This exercise calls for a copy of every line in the listing below that carries the word "upstream".
/---
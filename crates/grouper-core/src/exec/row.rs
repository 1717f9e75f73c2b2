//! Row model plus the source/sink boundaries of one GROUP BY invocation.

use crate::{error::InternalError, value::Value};
use serde::{Deserialize, Serialize};
use std::{collections::VecDeque, mem::size_of};

///
/// Row
///
/// Ordered, positional vector of values produced by the upstream scan.
///

#[derive(Clone, Debug, Default, Deserialize, Eq, PartialEq, Serialize)]
pub struct Row {
    values: Vec<Value>,
}

impl Row {
    #[must_use]
    pub const fn new(values: Vec<Value>) -> Self {
        Self { values }
    }

    #[must_use]
    pub fn get(&self, slot: usize) -> Option<&Value> {
        self.values.get(slot)
    }

    #[must_use]
    pub fn values(&self) -> &[Value] {
        &self.values
    }

    #[must_use]
    pub fn into_values(self) -> Vec<Value> {
        self.values
    }

    #[must_use]
    pub const fn len(&self) -> usize {
        self.values.len()
    }

    #[must_use]
    pub const fn is_empty(&self) -> bool {
        self.values.is_empty()
    }

    /// Approximate resident size, used by hash-table memory accounting.
    #[must_use]
    pub fn estimated_size(&self) -> usize {
        self.values
            .iter()
            .map(Value::estimated_size)
            .fold(size_of::<Self>(), usize::saturating_add)
    }
}

impl From<Vec<Value>> for Row {
    fn from(values: Vec<Value>) -> Self {
        Self::new(values)
    }
}

impl FromIterator<Value> for Row {
    fn from_iter<I: IntoIterator<Item = Value>>(iter: I) -> Self {
        Self::new(iter.into_iter().collect())
    }
}

/// Build a row from a list of values convertible into [`Value`].
#[macro_export]
macro_rules! row {
    ($($value:expr),* $(,)?) => {
        $crate::exec::Row::new(vec![$($crate::value::Value::from($value)),*])
    };
}

///
/// RowSource
///
/// Pull-based upstream producer. `Ok(None)` marks end of input.
///

pub trait RowSource {
    fn next_row(&mut self) -> Result<Option<Row>, InternalError>;
}

///
/// VecRowSource
///

#[derive(Clone, Debug, Default)]
pub struct VecRowSource {
    rows: VecDeque<Row>,
}

impl VecRowSource {
    #[must_use]
    pub fn new(rows: impl IntoIterator<Item = Row>) -> Self {
        Self {
            rows: rows.into_iter().collect(),
        }
    }

    #[must_use]
    pub fn remaining(&self) -> usize {
        self.rows.len()
    }
}

impl RowSource for VecRowSource {
    fn next_row(&mut self) -> Result<Option<Row>, InternalError> {
        Ok(self.rows.pop_front())
    }
}

///
/// RowSink
///
/// Downstream consumer of finalized group rows.
///

pub trait RowSink<R> {
    fn push(&mut self, row: R) -> Result<(), InternalError>;
}

impl<R> RowSink<R> for Vec<R> {
    fn push(&mut self, row: R) -> Result<(), InternalError> {
        Self::push(self, row);
        Ok(())
    }
}

///
/// TESTS
///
\---
**Written answer:**
/// Ordered, positional vector of values produced by the upstream scan.
/// Pull-based upstream producer. `Ok(None)` marks end of input.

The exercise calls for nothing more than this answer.